§ **Problem to work on**: The number of lines containing "impl" is the only answer wanted; work it out from the entries below.

··· Material provided ···

use std::{
    env,
    ffi::{OsStr, OsString},
    fs, io,
    path::{Path, PathBuf},
    process::{self, Command, ExitStatus},
    time::{SystemTime, UNIX_EPOCH},
};

use crate::{
    codegen::{self, Artifact},
    parser,
    token::{Located, Pos},
    type_checker,
    util::{fmt::error::Message, intern::Interner},
};

pub type Result<T, E = Error> = std::result::Result<T, E>;

cfg_if::cfg_if! {
    if #[cfg(windows)] {
        pub const DEFAULT_LINKER: &str = "gcc";
    } else {
        pub const DEFAULT_LINKER: &str = "cc";
    }
}

#[derive(Clone, Debug)]
pub struct Options {
    pub input: PathBuf,
    /// Defaults to [`default_output`].
    pub output: Option<PathBuf>,
    pub release: bool,
    /// The C compiler driver used to link the object file.
    pub linker: String,
}

impl Options {
    /// Options for `input`, linking with `$CC` if set.
    pub fn new(input: impl Into<PathBuf>) -> Options {
        let linker = env::var("CC")
            .ok()
            .filter(|cc| !cc.trim().is_empty())
            .unwrap_or_else(|| DEFAULT_LINKER.to_owned());
        Options {
            input: input.into(),
            output: None,
            release: false,
            linker,
        }
    }

    pub fn output(&self) -> PathBuf {
        match &self.output {
            Some(output) => output.clone(),
            None => default_output(&self.input),
        }
    }
}

#[derive(Debug)]
pub enum Error {
    Syntax(Located<parser::Error>),
    Semantic(Located<type_checker::Error>),
    Codegen(codegen::Error),
    Read { path: String, source: io::Error },
    Write { path: String, source: io::Error },
    Spawn { program: String, source: io::Error },
    Linker { program: String, code: i32 },
}

impl Error {
    /// The source position of diagnostics.
    pub fn pos(&self) -> Option<Pos> {
        match self {
            Error::Syntax(error) => Some(error.pos),
            Error::Semantic(error) => Some(error.pos),
            _ => None,
        }
    }

    /// The position of the previous definition, for redefinitions.
    pub fn note(&self) -> Option<Pos> {
        match self {
            Error::Syntax(error) => error.inner.note(),
            Error::Semantic(error) => error.inner.note(),
            _ => None,
        }
    }

    pub fn exit_code(&self) -> i32 {
        match self {
            Error::Linker { code, .. } => *code,
            _ => 1,
        }
    }
}

impl From<Located<parser::Error>> for Error {
    fn from(error: Located<parser::Error>) -> Self {
        Error::Syntax(error)
    }
}

impl From<Located<type_checker::Error>> for Error {
    fn from(error: Located<type_checker::Error>) -> Self {
        Error::Semantic(error)
    }
}

impl From<codegen::Error> for Error {
    fn from(error: codegen::Error) -> Self {
        Error::Codegen(error)
    }
}

/// Runs the whole pipeline over `src`, stopping at the first error.
pub fn compile(
    path: &str,
    src: &str,
    interner: &mut Interner,
    options: codegen::Options,
) -> Result<Artifact> {
    let mut program = parser::parse_program(src, interner)?;
    tracing::debug!(nodes = program.ast.len(), "parsed");

    let checked = type_checker::check(&mut program)?;
    tracing::debug!(globals = checked.globals.len(), "checked");

    let artifact = codegen::generate(&program, &checked, interner, path, options)?;
    for function in &artifact.functions {
        tracing::trace!(symbol = %function.symbol, file = %function.file, line = function.line);
    }
    Ok(artifact)
}

/// Compiles the input file into an executable, returning its path.
pub fn build(options: &Options, interner: &mut Interner) -> Result<PathBuf> {
    let path = options.input.display().to_string();
    let src = fs::read_to_string(&options.input).map_err(|source| Error::Read {
        path: path.clone(),
        source,
    })?;
    let codegen_options = codegen::Options {
        release: options.release,
    };
    let artifact = compile(&path, &src, interner, codegen_options)?;

    let output = options.output();
    let object = object_path(&output);
    fs::write(&object, &artifact.object).map_err(|source| Error::Write {
        path: object.display().to_string(),
        source,
    })?;
    let linked = link(&options.linker, &object, &output);
    if let Err(error) = fs::remove_file(&object) {
        tracing::warn!(object = %object.display(), %error, "could not remove object file");
    }
    linked?;

    tracing::info!(output = %output.display(), "built");
    Ok(output)
}

/// Builds the input into a temporary executable and runs it with `args`,
/// returning its exit status.
pub fn run(options: &Options, args: &[OsString], interner: &mut Interner) -> Result<i32> {
    let dir = run_dir(&env::temp_dir())?;
    let exe = dir.join("main");
    let options = Options {
        output: Some(exe.clone()),
        ..options.clone()
    };
    let status = build(&options, interner).map(|_| {
        tracing::debug!(exe = %exe.display(), ?args, "running");
        Command::new(&exe).args(args).status()
    });
    if let Err(error) = fs::remove_dir_all(&dir) {
        tracing::warn!(dir = %dir.display(), %error, "could not remove run directory");
    }
    let status = status?;
    let status = status.map_err(|source| Error::Spawn {
        program: exe.display().to_string(),
        source,
    })?;
    tracing::debug!(%status, "program exited");
    Ok(exit_code(status))
}

/// Creates a fresh directory under `base`, private to the current user where
/// the platform allows it. Never reuses an existing entry.
fn run_dir(base: &Path) -> Result<PathBuf> {
    let seed = SystemTime::now()
        .duration_since(UNIX_EPOCH)
        .map_or(0, |elapsed| elapsed.subsec_nanos());
    let mut last = io::Error::from(io::ErrorKind::AlreadyExists);
    for attempt in 0..16u32 {
        let dir = base.join(format!(
            "glos_run_{}_{:08x}",
            process::id(),
            seed.wrapping_add(attempt.wrapping_mul(0x9e37_79b9))
        ));
        match private_dir_builder().create(&dir) {
            Ok(()) => return Ok(dir),
            Err(error) if error.kind() == io::ErrorKind::AlreadyExists => last = error,
            Err(source) => {
                return Err(Error::Write {
                    path: dir.display().to_string(),
                    source,
                })
            }
        }
    }
    Err(Error::Write {
        path: base.display().to_string(),
        source: last,
    })
}

cfg_if::cfg_if! {
    if #[cfg(unix)] {
        fn private_dir_builder() -> fs::DirBuilder {
            use std::os::unix::fs::DirBuilderExt;
            let mut builder = fs::DirBuilder::new();
            builder.mode(0o700);
            builder
        }
    } else {
        fn private_dir_builder() -> fs::DirBuilder {
            fs::DirBuilder::new()
        }
    }
}

/// The input path without its `.glos` extension, or with `.out` appended if
/// it has none.
pub fn default_output(input: &Path) -> PathBuf {
    if input.extension() == Some(OsStr::new("glos")) {
        input.with_extension("")
    } else {
        let mut output = input.as_os_str().to_owned();
        output.push(".out");
        PathBuf::from(output)
    }
}

fn object_path(output: &Path) -> PathBuf {
    let mut object = output.as_os_str().to_owned();
    object.push(".o");
    PathBuf::from(object)
}

fn link(linker: &str, object: &Path, output: &Path) -> Result<()> {
    tracing::debug!(linker, object = %object.display(), output = %output.display(), "linking");
    let status = Command::new(linker)
        .arg(object)
        .arg("-o")
        .arg(output)
        .status()
        .map_err(|source| Error::Spawn {
            program: linker.to_owned(),
            source,
        })?;
    if status.success() {
        Ok(())
    } else {
        Err(Error::Linker {
            program: linker.to_owned(),
            code: exit_code(status),
        })
    }
}

/// The child's exit code, or 128 plus the signal that killed it.
fn exit_code(status: ExitStatus) -> i32 {
    status.code().or_else(|| signal_code(status)).unwrap_or(1)
}

cfg_if::cfg_if! {
    if #[cfg(unix)] {
        fn signal_code(status: ExitStatus) -> Option<i32> {
            use std::os::unix::process::ExitStatusExt;
            status.signal().map(|signal| 128 + signal)
        }
    } else {
        fn signal_code(_: ExitStatus) -> Option<i32> {
            None
        }
    }
}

···

§ **Solution to the problem**: 6